Timing of Complete Revascularization with Multivessel PCI for Myocardial Infarction
Abstract
The MULTISTARS AMI trial randomized 840 hemodynamically stable patients with ST-segment elevation myocardial infarction (STEMI) and multivessel coronary artery disease across 37 European sites to either immediate complete PCI at index procedure or staged PCI within 19–45 days. Primary composite endpoint (death, nonfatal MI, stroke, ischemia-driven revascularization, or heart failure hospitalization at 1 year):
Immediate group: 8.5%
Staged group: 16.3% (Risk ratio = 0.52; P < 0.001 for superiority) Significant reductions in nonfatal MI (2.0% vs. 5.3%) and unplanned ischemia-driven revascularization (4.1% vs. 9.3%) drove the benefit.
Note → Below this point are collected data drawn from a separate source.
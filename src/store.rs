use std::io::Write;
use std::path::{Path, PathBuf};
use std::time::{SystemTime, UNIX_EPOCH};

use rusqlite::{Connection, OptionalExtension};
use serde::Serialize;
use sha2::{Digest, Sha256};
use thiserror::Error;
use uuid::Uuid;

#[derive(Error, Debug)]
pub enum StoreError {
    #[error("store unavailable: {0}")]
    Unavailable(String),

    #[error("write conflict: {0}")]
    WriteConflict(String),

    #[error("plan not found")]
    NotFound,

    #[error("upload failed: {0}")]
    UploadFailed(String),
}

impl StoreError {
    pub fn code(&self) -> &'static str {
        match self {
            StoreError::Unavailable(_) => "store_unavailable",
            StoreError::WriteConflict(_) => "write_conflict",
            StoreError::NotFound => "not_found",
            StoreError::UploadFailed(_) => "upload_failed",
        }
    }
}

#[derive(Clone, Copy, Debug, PartialEq, Eq, Serialize)]
#[serde(rename_all = "lowercase")]
pub enum FileKind {
    Image,
    Document,
}

impl FileKind {
    /// Derived from the declared MIME type, never user-chosen.
    pub fn from_mime(mime: &str) -> Self {
        if mime.starts_with("image/") {
            FileKind::Image
        } else {
            FileKind::Document
        }
    }

    pub fn as_str(self) -> &'static str {
        match self {
            FileKind::Image => "image",
            FileKind::Document => "document",
        }
    }

    fn from_db(s: &str) -> Self {
        match s {
            "image" => FileKind::Image,
            _ => FileKind::Document,
        }
    }
}

#[derive(Clone, Debug, Serialize)]
pub struct WeeklyPlan {
    pub id: String,
    pub subject: String,
    pub grade: String,
    pub week_number: i64,
    pub file_name: String,
    pub file_kind: FileKind,
    pub file_url: String,
    pub checksum: Option<String>,
    pub upload_date: String,
    pub created_at: String,
    pub updated_at: String,
}

/// Input for `upsert`; identifier and row timestamps are assigned by
/// the store.
pub struct NewPlan {
    pub subject: String,
    pub grade: String,
    pub week_number: i64,
    pub file_name: String,
    pub file_kind: FileKind,
    pub file_url: String,
    pub checksum: Option<String>,
    pub upload_date: String,
}

#[derive(Debug)]
pub struct StoredBlob {
    pub stored_name: String,
    pub location: String,
    pub kind: FileKind,
    pub checksum: String,
}

pub struct PlanStore {
    conn: Connection,
    plans_dir: PathBuf,
}

impl PlanStore {
    pub fn new(conn: Connection, workspace: &Path) -> Result<Self, StoreError> {
        let plans_dir = workspace.join("plans");
        std::fs::create_dir_all(&plans_dir)
            .map_err(|e| StoreError::Unavailable(e.to_string()))?;
        Ok(Self { conn, plans_dir })
    }

    pub fn conn(&self) -> &Connection {
        &self.conn
    }

    /// Every plan record, most recently created first. Used once at
    /// workspace open to seed the in-memory board.
    pub fn fetch_all(&self) -> Result<Vec<WeeklyPlan>, StoreError> {
        let mut stmt = self
            .conn
            .prepare(
                "SELECT id, subject, grade, week_number, file_name, file_kind,
                        file_url, checksum, upload_date, created_at, updated_at
                 FROM weekly_plans
                 ORDER BY created_at DESC",
            )
            .map_err(unavailable)?;
        stmt.query_map([], row_to_plan)
            .and_then(|it| it.collect::<Result<Vec<_>, _>>())
            .map_err(unavailable)
    }

    /// Insert-or-replace on the (subject, grade, week_number) natural
    /// key. A replaced row keeps its id; `updated_at` is refreshed.
    pub fn upsert(&self, plan: &NewPlan) -> Result<WeeklyPlan, StoreError> {
        self.conn
            .execute(
                "INSERT INTO weekly_plans(
                     id, subject, grade, week_number, file_name, file_kind,
                     file_url, checksum, upload_date, created_at, updated_at)
                 VALUES(?, ?, ?, ?, ?, ?, ?, ?, ?,
                        strftime('%Y-%m-%dT%H:%M:%SZ','now'),
                        strftime('%Y-%m-%dT%H:%M:%SZ','now'))
                 ON CONFLICT(subject, grade, week_number) DO UPDATE SET
                   file_name = excluded.file_name,
                   file_kind = excluded.file_kind,
                   file_url = excluded.file_url,
                   checksum = excluded.checksum,
                   upload_date = excluded.upload_date,
                   updated_at = excluded.updated_at",
                (
                    Uuid::new_v4().to_string(),
                    &plan.subject,
                    &plan.grade,
                    plan.week_number,
                    &plan.file_name,
                    plan.file_kind.as_str(),
                    &plan.file_url,
                    plan.checksum.as_deref(),
                    &plan.upload_date,
                ),
            )
            .map_err(write_error)?;

        self.conn
            .query_row(
                "SELECT id, subject, grade, week_number, file_name, file_kind,
                        file_url, checksum, upload_date, created_at, updated_at
                 FROM weekly_plans
                 WHERE subject = ? AND grade = ? AND week_number = ?",
                (&plan.subject, &plan.grade, plan.week_number),
                row_to_plan,
            )
            .map_err(unavailable)
    }

    /// Remove a record by id. The backing blob is removed best-effort
    /// first; a blob failure is logged and the record deletion still
    /// proceeds.
    pub fn delete(&self, id: &str) -> Result<(), StoreError> {
        let file_url: Option<String> = self
            .conn
            .query_row(
                "SELECT file_url FROM weekly_plans WHERE id = ?",
                [id],
                |r| r.get(0),
            )
            .optional()
            .map_err(unavailable)?;
        let Some(file_url) = file_url else {
            return Err(StoreError::NotFound);
        };

        self.delete_blob_at(&file_url);

        self.conn
            .execute("DELETE FROM weekly_plans WHERE id = ?", [id])
            .map_err(unavailable)?;
        Ok(())
    }

    /// Write the file bytes under a generated, charset-safe name and
    /// return where they landed. The original file name never touches
    /// the filesystem.
    pub fn upload_blob(
        &self,
        source: &Path,
        file_name: &str,
        mime_type: &str,
        subject: &str,
        grade: &str,
        week_number: i64,
    ) -> Result<StoredBlob, StoreError> {
        if !mime_allowed(mime_type) {
            return Err(StoreError::UploadFailed(format!(
                "unsupported file type: {}",
                mime_type
            )));
        }

        let data = std::fs::read(source)
            .map_err(|e| StoreError::UploadFailed(format!("read {}: {}", source.display(), e)))?;

        let mut hasher = Sha256::new();
        hasher.update(&data);
        let checksum = format!("{:x}", hasher.finalize());

        let millis = SystemTime::now()
            .duration_since(UNIX_EPOCH)
            .map(|d| d.as_millis())
            .unwrap_or(0);
        let stored_name = format!(
            "plan-{}-{}-week{}-{}.{}",
            sanitize_component(subject),
            sanitize_component(grade),
            week_number,
            millis,
            extension_for(file_name, mime_type)
        );
        let dest = self.plans_dir.join(&stored_name);

        write_atomic(&dest, &data)
            .map_err(|e| StoreError::UploadFailed(format!("write {}: {}", dest.display(), e)))?;

        tracing::debug!(name = %stored_name, bytes = data.len(), "stored plan blob");

        Ok(StoredBlob {
            stored_name,
            location: dest.to_string_lossy().to_string(),
            kind: FileKind::from_mime(mime_type),
            checksum,
        })
    }

    /// Best-effort blob removal by stored location. Only the file-name
    /// component is trusted; it is resolved against the plans dir.
    pub fn delete_blob_at(&self, location: &str) {
        let Some(name) = Path::new(location).file_name() else {
            return;
        };
        let path = self.plans_dir.join(name);
        if !path.exists() {
            return;
        }
        if let Err(e) = std::fs::remove_file(&path) {
            tracing::warn!(path = %path.display(), error = %e, "could not delete plan blob");
        }
    }
}

fn row_to_plan(r: &rusqlite::Row<'_>) -> rusqlite::Result<WeeklyPlan> {
    let kind: String = r.get(5)?;
    Ok(WeeklyPlan {
        id: r.get(0)?,
        subject: r.get(1)?,
        grade: r.get(2)?,
        week_number: r.get(3)?,
        file_name: r.get(4)?,
        file_kind: FileKind::from_db(&kind),
        file_url: r.get(6)?,
        checksum: r.get(7)?,
        upload_date: r.get(8)?,
        created_at: r.get(9)?,
        updated_at: r.get(10)?,
    })
}

fn unavailable(e: rusqlite::Error) -> StoreError {
    StoreError::Unavailable(e.to_string())
}

fn write_error(e: rusqlite::Error) -> StoreError {
    match &e {
        rusqlite::Error::SqliteFailure(f, _)
            if f.code == rusqlite::ErrorCode::ConstraintViolation =>
        {
            StoreError::WriteConflict(e.to_string())
        }
        _ => StoreError::Unavailable(e.to_string()),
    }
}

fn mime_allowed(mime: &str) -> bool {
    mime.starts_with("image/") || mime == "application/pdf"
}

/// Percent-encode anything outside the unreserved set, then drop the
/// percent signs. Keeps generated names ASCII-only regardless of the
/// subject/grade charset.
fn sanitize_component(s: &str) -> String {
    let mut out = String::with_capacity(s.len());
    for b in s.bytes() {
        match b {
            b'A'..=b'Z' | b'a'..=b'z' | b'0'..=b'9' | b'-' | b'_' | b'.' | b'~' => {
                out.push(b as char)
            }
            _ => out.push_str(&format!("{:02X}", b)),
        }
    }
    out
}

fn extension_for(file_name: &str, mime_type: &str) -> String {
    if let Some(ext) = Path::new(file_name)
        .extension()
        .and_then(|e| e.to_str())
        .filter(|e| !e.is_empty())
    {
        return ext.to_ascii_lowercase();
    }
    // No usable extension on the original name; fall back to the MIME
    // subtype ("application/pdf" -> "pdf", "image/png" -> "png").
    mime_type
        .rsplit('/')
        .next()
        .filter(|s| !s.is_empty())
        .unwrap_or("bin")
        .to_ascii_lowercase()
}

fn write_atomic(dest: &Path, data: &[u8]) -> std::io::Result<()> {
    let temp = dest.with_extension("tmp");
    let mut file = std::fs::File::create(&temp)?;
    file.write_all(data)?;
    file.sync_all()?;
    std::fs::rename(temp, dest)
}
Stroke, heart failure hospitalization, and mortality showed no difference. Quality-of-life scores (EQ-5D-5L) were similar, while serious adverse events were lower in the immediate group (104 vs. 145). Subgroup analyses confirmed consistent benefit across age, sex, infarct location, diabetes status, access site, and lesion complexity. Immediate PCI had longer procedure time (∼105 min vs. 52+ min), higher stent count and contrast volume, but yielded earlier protection against procedural MI and urgent revascularization. Trial supports safe, effective use of immediate multivessel PCI in STEMI without cardiogenic shock or high-complexity anatomy—redefining procedural timing.